**Problem details:**
Each line below should be copied exactly as it stands.
*** Records supplied ***
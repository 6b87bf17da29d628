//! Mutation Coordinator
//!
//! Sequences a remote write with exactly one targeted refresh. The coordinator
//! only reads the store (for local fast-fail checks); every store write goes
//! through the refresh controller. A rejected write leaves the store as it was.

use crate::error::CatalogError;
use crate::refresh::{RefreshController, RefreshScope};
use crate::source::{
    CatalogSource, Document, DocumentDraft, DocumentUpdate, NodeDraft, NodeUpdate,
};
use crate::tree::store::SharedStore;
use crate::tree::{Node, NodeRecord};
use crate::types::{DocumentId, NodeId};
use std::sync::Arc;
use tracing::{info, warn};

/// Coordinates writes against the source with the refreshes that follow them
pub struct MutationCoordinator {
    store: SharedStore,
    source: Arc<dyn CatalogSource>,
    refresh: Arc<RefreshController>,
}

impl MutationCoordinator {
    pub fn new(
        store: SharedStore,
        source: Arc<dyn CatalogSource>,
        refresh: Arc<RefreshController>,
    ) -> Self {
        Self {
            store,
            source,
            refresh,
        }
    }

    /// Create a node under `parent_id`, or a root when `None`
    pub async fn create_node(
        &self,
        parent_id: Option<NodeId>,
        draft: NodeDraft,
    ) -> Result<NodeRecord, CatalogError> {
        if let Some(parent) = parent_id.and_then(|id| self.cached(id)) {
            if parent.record.allows_leaf_documents {
                return Err(CatalogError::Conflict(format!(
                    "node {} holds documents and cannot have children",
                    parent.id()
                )));
            }
        }

        let created = self
            .source
            .create_node(parent_id, draft)
            .await
            .map_err(|e| log_write_failure("create_node", parent_id, e))?;
        info!(node_id = created.id, parent_id = ?parent_id, "Created node");

        self.refresh.refresh(parent_scope(parent_id)).await?;
        Ok(created)
    }

    /// Apply a partial update to a node
    pub async fn update_node(
        &self,
        id: NodeId,
        update: NodeUpdate,
    ) -> Result<NodeRecord, CatalogError> {
        if update.allows_leaf_documents == Some(true) {
            if let Some(node) = self.cached(id) {
                if node.has_loaded_children() || node.has_children() {
                    return Err(CatalogError::Conflict(format!(
                        "node {} has children and cannot hold documents",
                        id
                    )));
                }
            }
        }

        let updated = self
            .source
            .update_node(id, update)
            .await
            .map_err(|e| log_write_failure("update_node", Some(id), e))?;
        info!(node_id = id, "Updated node");

        self.refresh.refresh(RefreshScope::Node(id)).await?;
        Ok(updated)
    }

    /// Delete a node; the source cascades and the parent refresh drops the subtree
    pub async fn delete_node(&self, id: NodeId) -> Result<(), CatalogError> {
        let parent_id = self.store.read().parent_of(id)?;

        self.source
            .delete_node(id)
            .await
            .map_err(|e| log_write_failure("delete_node", Some(id), e))?;
        info!(node_id = id, parent_id = ?parent_id, "Deleted node");

        self.refresh.refresh(parent_scope(parent_id)).await?;
        Ok(())
    }

    /// Upload a document into an empty slot of a document-bearing node
    pub async fn create_document(
        &self,
        node_id: NodeId,
        draft: DocumentDraft,
    ) -> Result<Document, CatalogError> {
        let node = self.document_target(node_id)?;
        let taken = node
            .document_availability
            .as_ref()
            .and_then(|slots| {
                slots
                    .iter()
                    .find(|slot| slot.document_type_id == draft.document_type_id)
            })
            .map_or(false, |slot| slot.available);
        if taken {
            return Err(CatalogError::Conflict(format!(
                "node {} already has a document of type {}",
                node_id, draft.document_type_id
            )));
        }

        let document = self
            .source
            .create_document(node_id, draft)
            .await
            .map_err(|e| log_write_failure("create_document", Some(node_id), e))?;
        info!(node_id, document_id = document.id, "Uploaded document");

        self.refresh
            .refresh(RefreshScope::DocumentAvailability(node_id))
            .await?;
        Ok(document)
    }

    pub async fn update_document(
        &self,
        node_id: NodeId,
        document_id: DocumentId,
        update: DocumentUpdate,
    ) -> Result<Document, CatalogError> {
        self.document_target(node_id)?;

        let document = self
            .source
            .update_document(node_id, document_id, update)
            .await
            .map_err(|e| log_write_failure("update_document", Some(node_id), e))?;
        info!(node_id, document_id, "Updated document");

        self.refresh
            .refresh(RefreshScope::DocumentAvailability(node_id))
            .await?;
        Ok(document)
    }

    pub async fn delete_document(
        &self,
        node_id: NodeId,
        document_id: DocumentId,
    ) -> Result<(), CatalogError> {
        self.document_target(node_id)?;

        self.source
            .delete_document(node_id, document_id)
            .await
            .map_err(|e| log_write_failure("delete_document", Some(node_id), e))?;
        info!(node_id, document_id, "Deleted document");

        self.refresh
            .refresh(RefreshScope::DocumentAvailability(node_id))
            .await?;
        Ok(())
    }

    fn cached(&self, id: NodeId) -> Option<Node> {
        self.store.read().get(id)
    }

    /// Document writes need a cached, document-bearing node
    fn document_target(&self, node_id: NodeId) -> Result<Node, CatalogError> {
        let node = self
            .cached(node_id)
            .ok_or(CatalogError::NodeNotFound(node_id))?;
        if !node.record.allows_leaf_documents {
            return Err(CatalogError::Conflict(format!(
                "node {} does not accept documents",
                node_id
            )));
        }
        Ok(node)
    }
}

/// Refresh that corrects the child list a node belongs to
fn parent_scope(parent_id: Option<NodeId>) -> RefreshScope {
    match parent_id {
        Some(parent) => RefreshScope::Node(parent),
        None => RefreshScope::Roots,
    }
}

fn log_write_failure(operation: &str, node_id: Option<NodeId>, error: CatalogError) -> CatalogError {
    warn!(operation, node_id = ?node_id, error = %error, "Remote write rejected");
    error
}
***
**Finished exercise:**
repository 6b87bf17da29d628
//! Mutation Coordinator
//!
//! Sequences a remote write with exactly one targeted refresh. The coordinator
//! only reads the store (for local fast-fail checks); every store write goes
//! through the refresh controller. A rejected write leaves the store as it was.

use crate::error::CatalogError;
use crate::refresh::{RefreshController, RefreshScope};
use crate::source::{
    CatalogSource, Document, DocumentDraft, DocumentUpdate, NodeDraft, NodeUpdate,
};
use crate::tree::store::SharedStore;
use crate::tree::{Node, NodeRecord};
use crate::types::{DocumentId, NodeId};
use std::sync::Arc;
use tracing::{info, warn};

/// Coordinates writes against the source with the refreshes that follow them
pub struct MutationCoordinator {
    store: SharedStore,
    source: Arc<dyn CatalogSource>,
    refresh: Arc<RefreshController>,
}

impl MutationCoordinator {
    pub fn new(
        store: SharedStore,
        source: Arc<dyn CatalogSource>,
        refresh: Arc<RefreshController>,
    ) -> Self {
        Self {
            store,
            source,
            refresh,
        }
    }

    /// Create a node under `parent_id`, or a root when `None`
    pub async fn create_node(
        &self,
        parent_id: Option<NodeId>,
        draft: NodeDraft,
    ) -> Result<NodeRecord, CatalogError> {
        if let Some(parent) = parent_id.and_then(|id| self.cached(id)) {
            if parent.record.allows_leaf_documents {
                return Err(CatalogError::Conflict(format!(
                    "node {} holds documents and cannot have children",
                    parent.id()
                )));
            }
        }

        let created = self
            .source
            .create_node(parent_id, draft)
            .await
            .map_err(|e| log_write_failure("create_node", parent_id, e))?;
        info!(node_id = created.id, parent_id = ?parent_id, "Created node");

        self.refresh.refresh(parent_scope(parent_id)).await?;
        Ok(created)
    }

    /// Apply a partial update to a node
    pub async fn update_node(
        &self,
        id: NodeId,
        update: NodeUpdate,
    ) -> Result<NodeRecord, CatalogError> {
        if update.allows_leaf_documents == Some(true) {
            if let Some(node) = self.cached(id) {
                if node.has_loaded_children() || node.has_children() {
                    return Err(CatalogError::Conflict(format!(
                        "node {} has children and cannot hold documents",
                        id
                    )));
                }
            }
        }

        let updated = self
            .source
            .update_node(id, update)
            .await
            .map_err(|e| log_write_failure("update_node", Some(id), e))?;
        info!(node_id = id, "Updated node");

        self.refresh.refresh(RefreshScope::Node(id)).await?;
        Ok(updated)
    }

    /// Delete a node; the source cascades and the parent refresh drops the subtree
    pub async fn delete_node(&self, id: NodeId) -> Result<(), CatalogError> {
        let parent_id = self.store.read().parent_of(id)?;

        self.source
            .delete_node(id)
            .await
            .map_err(|e| log_write_failure("delete_node", Some(id), e))?;
        info!(node_id = id, parent_id = ?parent_id, "Deleted node");

        self.refresh.refresh(parent_scope(parent_id)).await?;
        Ok(())
    }

    /// Upload a document into an empty slot of a document-bearing node
    pub async fn create_document(
        &self,
        node_id: NodeId,
        draft: DocumentDraft,
    ) -> Result<Document, CatalogError> {
        let node = self.document_target(node_id)?;
        let taken = node
            .document_availability
            .as_ref()
            .and_then(|slots| {
                slots
                    .iter()
                    .find(|slot| slot.document_type_id == draft.document_type_id)
            })
            .map_or(false, |slot| slot.available);
        if taken {
            return Err(CatalogError::Conflict(format!(
                "node {} already has a document of type {}",
                node_id, draft.document_type_id
            )));
        }

        let document = self
            .source
            .create_document(node_id, draft)
            .await
            .map_err(|e| log_write_failure("create_document", Some(node_id), e))?;
        info!(node_id, document_id = document.id, "Uploaded document");

        self.refresh
            .refresh(RefreshScope::DocumentAvailability(node_id))
            .await?;
        Ok(document)
    }

    pub async fn update_document(
        &self,
        node_id: NodeId,
        document_id: DocumentId,
        update: DocumentUpdate,
    ) -> Result<Document, CatalogError> {
        self.document_target(node_id)?;

        let document = self
            .source
            .update_document(node_id, document_id, update)
            .await
            .map_err(|e| log_write_failure("update_document", Some(node_id), e))?;
        info!(node_id, document_id, "Updated document");

        self.refresh
            .refresh(RefreshScope::DocumentAvailability(node_id))
            .await?;
        Ok(document)
    }

    pub async fn delete_document(
        &self,
        node_id: NodeId,
        document_id: DocumentId,
    ) -> Result<(), CatalogError> {
        self.document_target(node_id)?;

        self.source
            .delete_document(node_id, document_id)
            .await
            .map_err(|e| log_write_failure("delete_document", Some(node_id), e))?;
        info!(node_id, document_id, "Deleted document");

        self.refresh
            .refresh(RefreshScope::DocumentAvailability(node_id))
            .await?;
        Ok(())
    }

    fn cached(&self, id: NodeId) -> Option<Node> {
        self.store.read().get(id)
    }

    /// Document writes need a cached, document-bearing node
    fn document_target(&self, node_id: NodeId) -> Result<Node, CatalogError> {
        let node = self
            .cached(node_id)
            .ok_or(CatalogError::NodeNotFound(node_id))?;
        if !node.record.allows_leaf_documents {
            return Err(CatalogError::Conflict(format!(
                "node {} does not accept documents",
                node_id
            )));
        }
        Ok(node)
    }
}

/// Refresh that corrects the child list a node belongs to
fn parent_scope(parent_id: Option<NodeId>) -> RefreshScope {
    match parent_id {
        Some(parent) => RefreshScope::Node(parent),
        None => RefreshScope::Roots,
    }
}

fn log_write_failure(operation: &str, node_id: Option<NodeId>, error: CatalogError) -> CatalogError {
    warn!(operation, node_id = ?node_id, error = %error, "Remote write rejected");
    error
}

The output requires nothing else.